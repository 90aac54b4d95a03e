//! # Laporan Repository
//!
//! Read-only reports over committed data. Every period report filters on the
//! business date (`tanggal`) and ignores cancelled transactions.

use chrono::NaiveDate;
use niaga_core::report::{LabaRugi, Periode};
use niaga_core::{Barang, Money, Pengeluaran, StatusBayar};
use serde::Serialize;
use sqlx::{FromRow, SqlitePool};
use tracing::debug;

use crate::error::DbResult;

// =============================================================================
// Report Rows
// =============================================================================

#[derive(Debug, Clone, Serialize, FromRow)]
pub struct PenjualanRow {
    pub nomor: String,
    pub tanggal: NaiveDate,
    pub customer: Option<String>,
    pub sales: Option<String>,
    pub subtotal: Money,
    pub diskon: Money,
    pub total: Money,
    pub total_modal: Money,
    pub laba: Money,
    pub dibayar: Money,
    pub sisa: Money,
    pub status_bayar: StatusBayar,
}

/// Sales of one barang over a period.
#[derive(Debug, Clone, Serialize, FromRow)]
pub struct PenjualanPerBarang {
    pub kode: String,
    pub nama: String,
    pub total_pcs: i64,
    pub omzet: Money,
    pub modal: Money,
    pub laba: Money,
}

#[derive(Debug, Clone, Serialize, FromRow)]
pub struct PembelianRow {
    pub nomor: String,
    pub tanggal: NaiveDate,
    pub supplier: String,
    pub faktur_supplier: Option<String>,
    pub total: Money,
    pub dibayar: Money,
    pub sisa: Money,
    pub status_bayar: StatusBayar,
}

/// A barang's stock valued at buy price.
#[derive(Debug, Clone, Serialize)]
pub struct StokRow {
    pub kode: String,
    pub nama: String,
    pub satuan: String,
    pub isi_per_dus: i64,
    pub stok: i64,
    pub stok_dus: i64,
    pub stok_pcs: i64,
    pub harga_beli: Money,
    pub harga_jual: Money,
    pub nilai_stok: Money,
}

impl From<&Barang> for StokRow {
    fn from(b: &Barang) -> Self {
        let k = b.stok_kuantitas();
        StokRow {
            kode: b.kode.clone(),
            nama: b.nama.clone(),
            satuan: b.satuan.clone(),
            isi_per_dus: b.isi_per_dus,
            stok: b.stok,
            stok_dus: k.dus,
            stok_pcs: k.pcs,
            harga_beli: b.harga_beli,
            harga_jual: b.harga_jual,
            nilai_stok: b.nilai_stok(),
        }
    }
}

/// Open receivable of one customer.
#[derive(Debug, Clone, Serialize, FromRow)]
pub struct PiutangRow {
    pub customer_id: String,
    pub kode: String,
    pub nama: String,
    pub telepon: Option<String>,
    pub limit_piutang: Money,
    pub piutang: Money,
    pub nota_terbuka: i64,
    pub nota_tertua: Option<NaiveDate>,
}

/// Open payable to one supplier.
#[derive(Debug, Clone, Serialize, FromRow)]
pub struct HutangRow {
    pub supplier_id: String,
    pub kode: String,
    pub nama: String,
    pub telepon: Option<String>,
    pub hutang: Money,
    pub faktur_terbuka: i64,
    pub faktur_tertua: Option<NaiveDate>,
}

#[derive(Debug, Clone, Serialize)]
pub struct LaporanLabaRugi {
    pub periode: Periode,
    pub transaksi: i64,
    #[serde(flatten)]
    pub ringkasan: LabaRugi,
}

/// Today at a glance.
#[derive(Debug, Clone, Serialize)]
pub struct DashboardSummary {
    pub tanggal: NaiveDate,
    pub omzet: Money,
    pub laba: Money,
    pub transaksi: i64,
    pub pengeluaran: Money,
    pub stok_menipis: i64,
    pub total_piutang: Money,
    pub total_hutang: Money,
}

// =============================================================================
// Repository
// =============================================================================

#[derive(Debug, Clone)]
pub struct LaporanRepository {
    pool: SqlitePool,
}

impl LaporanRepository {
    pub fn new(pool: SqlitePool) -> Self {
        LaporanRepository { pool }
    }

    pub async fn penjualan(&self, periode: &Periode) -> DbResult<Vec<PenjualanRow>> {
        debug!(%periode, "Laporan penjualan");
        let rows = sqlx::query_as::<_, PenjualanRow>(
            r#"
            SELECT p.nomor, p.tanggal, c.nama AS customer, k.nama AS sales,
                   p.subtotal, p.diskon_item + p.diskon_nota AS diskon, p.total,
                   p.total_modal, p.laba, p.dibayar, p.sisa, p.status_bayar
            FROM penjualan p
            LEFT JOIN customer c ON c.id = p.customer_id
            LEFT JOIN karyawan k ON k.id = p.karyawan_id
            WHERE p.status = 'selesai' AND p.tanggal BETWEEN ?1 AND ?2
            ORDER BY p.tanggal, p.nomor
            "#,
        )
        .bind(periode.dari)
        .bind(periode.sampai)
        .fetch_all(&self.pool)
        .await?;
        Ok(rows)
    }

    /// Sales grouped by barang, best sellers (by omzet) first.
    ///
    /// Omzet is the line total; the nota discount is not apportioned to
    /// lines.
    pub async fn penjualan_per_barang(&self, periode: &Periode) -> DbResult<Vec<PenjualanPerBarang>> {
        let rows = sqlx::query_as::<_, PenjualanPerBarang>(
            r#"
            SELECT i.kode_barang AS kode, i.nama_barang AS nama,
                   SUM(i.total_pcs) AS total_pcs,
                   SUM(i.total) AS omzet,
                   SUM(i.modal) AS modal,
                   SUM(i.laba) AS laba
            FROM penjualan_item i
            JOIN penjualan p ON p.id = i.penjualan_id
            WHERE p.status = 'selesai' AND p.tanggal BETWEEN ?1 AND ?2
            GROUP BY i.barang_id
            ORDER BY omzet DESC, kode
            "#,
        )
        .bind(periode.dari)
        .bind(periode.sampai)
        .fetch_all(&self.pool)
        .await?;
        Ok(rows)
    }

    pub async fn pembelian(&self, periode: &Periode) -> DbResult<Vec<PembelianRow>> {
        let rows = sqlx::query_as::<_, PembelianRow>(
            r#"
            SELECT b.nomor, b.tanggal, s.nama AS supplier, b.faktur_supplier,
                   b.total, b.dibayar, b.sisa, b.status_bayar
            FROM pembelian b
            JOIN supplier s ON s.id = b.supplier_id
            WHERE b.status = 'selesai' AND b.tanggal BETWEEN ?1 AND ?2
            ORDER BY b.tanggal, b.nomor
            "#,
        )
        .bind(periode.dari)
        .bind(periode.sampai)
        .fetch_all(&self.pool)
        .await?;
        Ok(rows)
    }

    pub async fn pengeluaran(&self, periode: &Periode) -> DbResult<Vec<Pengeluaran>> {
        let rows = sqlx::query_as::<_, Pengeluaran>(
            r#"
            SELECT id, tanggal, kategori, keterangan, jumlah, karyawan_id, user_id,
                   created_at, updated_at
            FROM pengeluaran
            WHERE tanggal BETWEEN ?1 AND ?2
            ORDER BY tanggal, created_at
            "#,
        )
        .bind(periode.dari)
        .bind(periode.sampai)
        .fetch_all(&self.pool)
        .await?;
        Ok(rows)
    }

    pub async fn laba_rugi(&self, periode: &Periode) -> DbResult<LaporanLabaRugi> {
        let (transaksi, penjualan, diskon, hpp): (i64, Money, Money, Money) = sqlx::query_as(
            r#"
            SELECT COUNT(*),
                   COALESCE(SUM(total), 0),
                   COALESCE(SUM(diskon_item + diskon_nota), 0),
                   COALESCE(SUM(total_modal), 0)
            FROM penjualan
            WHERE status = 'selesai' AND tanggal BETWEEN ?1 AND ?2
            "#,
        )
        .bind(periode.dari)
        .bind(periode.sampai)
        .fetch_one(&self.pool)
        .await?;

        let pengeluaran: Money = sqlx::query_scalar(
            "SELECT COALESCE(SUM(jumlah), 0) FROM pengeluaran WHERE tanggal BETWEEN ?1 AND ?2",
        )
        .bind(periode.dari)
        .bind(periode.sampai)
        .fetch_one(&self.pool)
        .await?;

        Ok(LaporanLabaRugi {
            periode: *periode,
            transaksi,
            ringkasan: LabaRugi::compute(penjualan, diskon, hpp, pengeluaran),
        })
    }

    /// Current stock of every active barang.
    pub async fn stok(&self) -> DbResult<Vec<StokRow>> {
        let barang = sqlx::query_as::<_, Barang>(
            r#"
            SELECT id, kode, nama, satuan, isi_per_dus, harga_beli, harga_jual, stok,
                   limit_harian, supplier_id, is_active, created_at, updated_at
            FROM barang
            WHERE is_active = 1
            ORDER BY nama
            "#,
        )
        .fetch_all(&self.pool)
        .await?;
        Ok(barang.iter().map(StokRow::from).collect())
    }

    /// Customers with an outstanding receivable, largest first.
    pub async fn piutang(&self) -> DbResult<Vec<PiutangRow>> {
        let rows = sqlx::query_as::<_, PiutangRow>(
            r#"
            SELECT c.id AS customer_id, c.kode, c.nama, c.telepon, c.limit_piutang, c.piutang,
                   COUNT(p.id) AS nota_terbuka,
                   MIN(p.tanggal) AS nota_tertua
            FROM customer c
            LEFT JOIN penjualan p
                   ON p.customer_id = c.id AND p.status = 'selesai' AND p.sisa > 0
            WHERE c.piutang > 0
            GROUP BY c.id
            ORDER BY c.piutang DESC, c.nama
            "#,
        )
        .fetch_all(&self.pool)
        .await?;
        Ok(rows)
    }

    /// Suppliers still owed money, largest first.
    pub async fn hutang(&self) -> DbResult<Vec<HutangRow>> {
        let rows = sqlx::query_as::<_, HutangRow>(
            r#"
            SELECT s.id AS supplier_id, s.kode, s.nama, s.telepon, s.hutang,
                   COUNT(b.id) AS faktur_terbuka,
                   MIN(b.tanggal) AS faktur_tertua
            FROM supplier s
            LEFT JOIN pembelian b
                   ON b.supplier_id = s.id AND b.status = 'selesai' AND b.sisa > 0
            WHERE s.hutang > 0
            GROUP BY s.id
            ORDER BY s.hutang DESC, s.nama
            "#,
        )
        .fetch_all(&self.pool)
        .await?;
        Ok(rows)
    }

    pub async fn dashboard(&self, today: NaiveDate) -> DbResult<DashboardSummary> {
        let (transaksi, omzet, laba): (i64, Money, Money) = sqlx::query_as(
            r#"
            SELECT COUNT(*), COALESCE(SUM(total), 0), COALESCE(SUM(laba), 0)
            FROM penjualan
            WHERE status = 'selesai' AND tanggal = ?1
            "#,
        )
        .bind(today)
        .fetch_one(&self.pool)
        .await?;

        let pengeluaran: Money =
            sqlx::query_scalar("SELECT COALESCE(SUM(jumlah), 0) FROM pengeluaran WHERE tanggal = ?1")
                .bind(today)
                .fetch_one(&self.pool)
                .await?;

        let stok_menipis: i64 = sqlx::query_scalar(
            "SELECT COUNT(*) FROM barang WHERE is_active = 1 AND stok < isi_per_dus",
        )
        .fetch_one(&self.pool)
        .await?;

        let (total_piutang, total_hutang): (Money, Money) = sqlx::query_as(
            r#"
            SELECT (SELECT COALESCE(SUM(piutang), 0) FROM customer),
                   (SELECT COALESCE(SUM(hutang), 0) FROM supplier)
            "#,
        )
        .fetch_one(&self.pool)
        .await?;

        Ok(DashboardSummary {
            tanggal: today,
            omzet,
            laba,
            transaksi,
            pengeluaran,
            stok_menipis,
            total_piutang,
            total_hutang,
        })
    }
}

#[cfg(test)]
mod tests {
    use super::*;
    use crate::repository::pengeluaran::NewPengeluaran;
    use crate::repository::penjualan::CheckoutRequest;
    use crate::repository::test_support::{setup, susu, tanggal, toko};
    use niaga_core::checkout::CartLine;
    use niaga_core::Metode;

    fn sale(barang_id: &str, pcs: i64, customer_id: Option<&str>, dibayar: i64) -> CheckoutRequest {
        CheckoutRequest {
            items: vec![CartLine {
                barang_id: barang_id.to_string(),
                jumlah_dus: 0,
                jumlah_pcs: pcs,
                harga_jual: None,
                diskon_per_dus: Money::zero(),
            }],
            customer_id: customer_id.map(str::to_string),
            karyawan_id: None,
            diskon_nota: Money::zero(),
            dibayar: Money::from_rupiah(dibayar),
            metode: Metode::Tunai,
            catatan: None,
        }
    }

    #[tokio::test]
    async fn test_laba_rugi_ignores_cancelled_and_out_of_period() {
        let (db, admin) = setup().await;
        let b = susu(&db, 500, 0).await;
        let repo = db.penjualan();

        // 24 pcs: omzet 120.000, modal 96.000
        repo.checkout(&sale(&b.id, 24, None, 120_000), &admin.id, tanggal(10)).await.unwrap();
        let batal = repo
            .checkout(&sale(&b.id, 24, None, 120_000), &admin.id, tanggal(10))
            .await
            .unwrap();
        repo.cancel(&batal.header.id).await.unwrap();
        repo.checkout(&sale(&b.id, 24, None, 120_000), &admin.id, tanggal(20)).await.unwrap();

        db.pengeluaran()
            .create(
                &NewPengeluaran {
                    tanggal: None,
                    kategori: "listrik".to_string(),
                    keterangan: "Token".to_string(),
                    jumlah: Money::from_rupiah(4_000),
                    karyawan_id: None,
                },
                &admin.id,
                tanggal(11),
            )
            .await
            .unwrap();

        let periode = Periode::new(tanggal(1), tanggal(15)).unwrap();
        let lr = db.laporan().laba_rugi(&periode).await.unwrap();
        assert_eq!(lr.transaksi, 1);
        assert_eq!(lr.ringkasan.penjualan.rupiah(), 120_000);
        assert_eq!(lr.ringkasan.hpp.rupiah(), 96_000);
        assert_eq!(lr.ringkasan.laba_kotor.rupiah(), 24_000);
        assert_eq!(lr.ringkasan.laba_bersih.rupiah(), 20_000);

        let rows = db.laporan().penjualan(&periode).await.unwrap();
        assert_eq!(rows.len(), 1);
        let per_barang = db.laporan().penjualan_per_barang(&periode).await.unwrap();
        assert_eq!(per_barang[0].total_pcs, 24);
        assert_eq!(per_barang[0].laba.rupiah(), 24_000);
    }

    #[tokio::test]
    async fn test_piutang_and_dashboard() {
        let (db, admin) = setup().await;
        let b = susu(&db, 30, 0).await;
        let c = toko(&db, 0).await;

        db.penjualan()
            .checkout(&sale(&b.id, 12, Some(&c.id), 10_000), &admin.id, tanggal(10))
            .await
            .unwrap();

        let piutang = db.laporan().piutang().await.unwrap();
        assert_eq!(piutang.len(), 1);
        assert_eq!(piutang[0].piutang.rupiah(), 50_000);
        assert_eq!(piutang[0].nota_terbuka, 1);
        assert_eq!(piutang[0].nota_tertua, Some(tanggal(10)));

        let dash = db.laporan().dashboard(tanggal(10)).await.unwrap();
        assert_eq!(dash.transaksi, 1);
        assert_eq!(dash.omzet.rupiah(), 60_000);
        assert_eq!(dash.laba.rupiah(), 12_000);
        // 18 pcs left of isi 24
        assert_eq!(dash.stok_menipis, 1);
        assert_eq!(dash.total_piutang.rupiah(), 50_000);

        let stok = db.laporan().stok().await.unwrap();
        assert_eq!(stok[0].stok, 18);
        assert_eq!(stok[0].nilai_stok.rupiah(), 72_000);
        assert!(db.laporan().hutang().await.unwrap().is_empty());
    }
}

...

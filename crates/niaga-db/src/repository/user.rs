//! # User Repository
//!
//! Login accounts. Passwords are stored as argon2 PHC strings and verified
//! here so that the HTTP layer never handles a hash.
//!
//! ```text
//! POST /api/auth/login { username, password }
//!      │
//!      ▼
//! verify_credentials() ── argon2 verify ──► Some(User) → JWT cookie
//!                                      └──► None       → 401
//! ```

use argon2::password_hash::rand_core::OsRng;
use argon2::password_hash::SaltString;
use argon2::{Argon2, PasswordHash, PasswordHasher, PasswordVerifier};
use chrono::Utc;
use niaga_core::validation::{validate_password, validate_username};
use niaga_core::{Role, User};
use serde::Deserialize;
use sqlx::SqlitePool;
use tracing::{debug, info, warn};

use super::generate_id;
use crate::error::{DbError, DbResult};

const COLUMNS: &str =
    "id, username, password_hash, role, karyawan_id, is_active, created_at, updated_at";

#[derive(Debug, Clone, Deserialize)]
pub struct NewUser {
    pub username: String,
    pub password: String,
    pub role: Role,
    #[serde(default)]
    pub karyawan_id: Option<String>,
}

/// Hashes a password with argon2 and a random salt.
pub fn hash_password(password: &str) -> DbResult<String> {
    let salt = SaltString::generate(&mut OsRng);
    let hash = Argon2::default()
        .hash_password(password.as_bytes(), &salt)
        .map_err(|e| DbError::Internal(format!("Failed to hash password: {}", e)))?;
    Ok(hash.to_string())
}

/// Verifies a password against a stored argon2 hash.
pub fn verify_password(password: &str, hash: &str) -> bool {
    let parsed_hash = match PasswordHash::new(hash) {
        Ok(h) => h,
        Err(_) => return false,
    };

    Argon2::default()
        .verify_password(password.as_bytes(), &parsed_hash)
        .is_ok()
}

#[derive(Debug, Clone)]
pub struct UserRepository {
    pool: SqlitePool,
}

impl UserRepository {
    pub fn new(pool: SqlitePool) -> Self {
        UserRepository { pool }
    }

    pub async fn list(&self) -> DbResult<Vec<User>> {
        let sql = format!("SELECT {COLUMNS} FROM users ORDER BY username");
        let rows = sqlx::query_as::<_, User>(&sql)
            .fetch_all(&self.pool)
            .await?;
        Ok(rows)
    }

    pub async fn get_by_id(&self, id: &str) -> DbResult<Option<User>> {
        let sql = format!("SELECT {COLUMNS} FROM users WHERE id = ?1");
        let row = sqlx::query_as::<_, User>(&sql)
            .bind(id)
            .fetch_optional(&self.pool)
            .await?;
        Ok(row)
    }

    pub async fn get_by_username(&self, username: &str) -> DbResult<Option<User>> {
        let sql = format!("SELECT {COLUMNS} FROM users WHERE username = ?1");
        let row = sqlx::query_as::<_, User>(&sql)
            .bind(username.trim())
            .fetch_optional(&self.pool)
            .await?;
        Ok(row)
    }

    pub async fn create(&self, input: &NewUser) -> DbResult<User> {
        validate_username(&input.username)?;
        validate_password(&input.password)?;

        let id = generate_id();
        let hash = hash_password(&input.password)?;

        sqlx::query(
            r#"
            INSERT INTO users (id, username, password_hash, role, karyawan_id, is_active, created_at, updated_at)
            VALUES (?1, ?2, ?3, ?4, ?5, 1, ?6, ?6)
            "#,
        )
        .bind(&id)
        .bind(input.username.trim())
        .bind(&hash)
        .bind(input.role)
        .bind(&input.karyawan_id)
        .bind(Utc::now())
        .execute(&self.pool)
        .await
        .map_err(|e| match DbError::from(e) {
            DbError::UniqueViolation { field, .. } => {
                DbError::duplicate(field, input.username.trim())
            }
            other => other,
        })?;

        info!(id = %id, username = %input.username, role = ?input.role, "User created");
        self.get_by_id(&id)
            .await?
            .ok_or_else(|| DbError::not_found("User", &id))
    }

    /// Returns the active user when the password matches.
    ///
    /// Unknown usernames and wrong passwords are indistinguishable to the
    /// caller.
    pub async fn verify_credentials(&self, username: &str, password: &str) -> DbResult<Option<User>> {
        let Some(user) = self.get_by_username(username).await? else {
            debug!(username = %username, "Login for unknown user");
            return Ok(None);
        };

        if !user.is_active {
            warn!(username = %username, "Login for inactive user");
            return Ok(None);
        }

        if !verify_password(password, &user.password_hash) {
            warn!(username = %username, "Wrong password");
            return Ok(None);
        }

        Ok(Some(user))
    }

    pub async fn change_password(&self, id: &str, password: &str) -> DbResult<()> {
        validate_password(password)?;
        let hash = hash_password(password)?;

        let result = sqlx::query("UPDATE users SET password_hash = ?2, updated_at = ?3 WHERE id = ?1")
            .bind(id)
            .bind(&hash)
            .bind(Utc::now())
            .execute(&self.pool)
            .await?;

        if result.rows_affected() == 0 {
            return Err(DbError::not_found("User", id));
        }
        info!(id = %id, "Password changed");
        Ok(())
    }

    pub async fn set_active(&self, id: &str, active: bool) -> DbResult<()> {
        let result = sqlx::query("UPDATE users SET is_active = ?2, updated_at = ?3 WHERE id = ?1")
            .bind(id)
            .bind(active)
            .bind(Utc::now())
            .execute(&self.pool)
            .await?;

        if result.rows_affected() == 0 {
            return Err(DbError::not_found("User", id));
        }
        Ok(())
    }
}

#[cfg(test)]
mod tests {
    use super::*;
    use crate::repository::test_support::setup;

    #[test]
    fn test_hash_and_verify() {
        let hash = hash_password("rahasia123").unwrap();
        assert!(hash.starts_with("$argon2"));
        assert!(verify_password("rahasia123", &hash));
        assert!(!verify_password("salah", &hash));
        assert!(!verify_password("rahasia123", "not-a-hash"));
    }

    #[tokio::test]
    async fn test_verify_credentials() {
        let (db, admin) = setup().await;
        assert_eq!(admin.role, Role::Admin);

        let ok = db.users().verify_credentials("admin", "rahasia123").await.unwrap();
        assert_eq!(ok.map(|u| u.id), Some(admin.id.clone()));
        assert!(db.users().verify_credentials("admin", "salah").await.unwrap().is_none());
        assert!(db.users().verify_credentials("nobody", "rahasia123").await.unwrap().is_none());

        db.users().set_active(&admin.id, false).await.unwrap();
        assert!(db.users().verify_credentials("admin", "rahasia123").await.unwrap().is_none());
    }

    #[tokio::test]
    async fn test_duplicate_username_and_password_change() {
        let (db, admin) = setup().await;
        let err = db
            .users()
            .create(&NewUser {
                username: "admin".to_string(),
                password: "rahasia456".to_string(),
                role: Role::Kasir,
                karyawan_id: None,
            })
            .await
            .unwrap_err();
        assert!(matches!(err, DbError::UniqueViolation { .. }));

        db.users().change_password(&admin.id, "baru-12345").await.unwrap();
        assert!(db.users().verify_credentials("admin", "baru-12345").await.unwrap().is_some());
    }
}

### [Work order]
Scan the material line by line and report each one that contains "subtotal".

### [Task output]
    pub subtotal: Money,
                   p.subtotal, p.diskon_item + p.diskon_nota AS diskon, p.total,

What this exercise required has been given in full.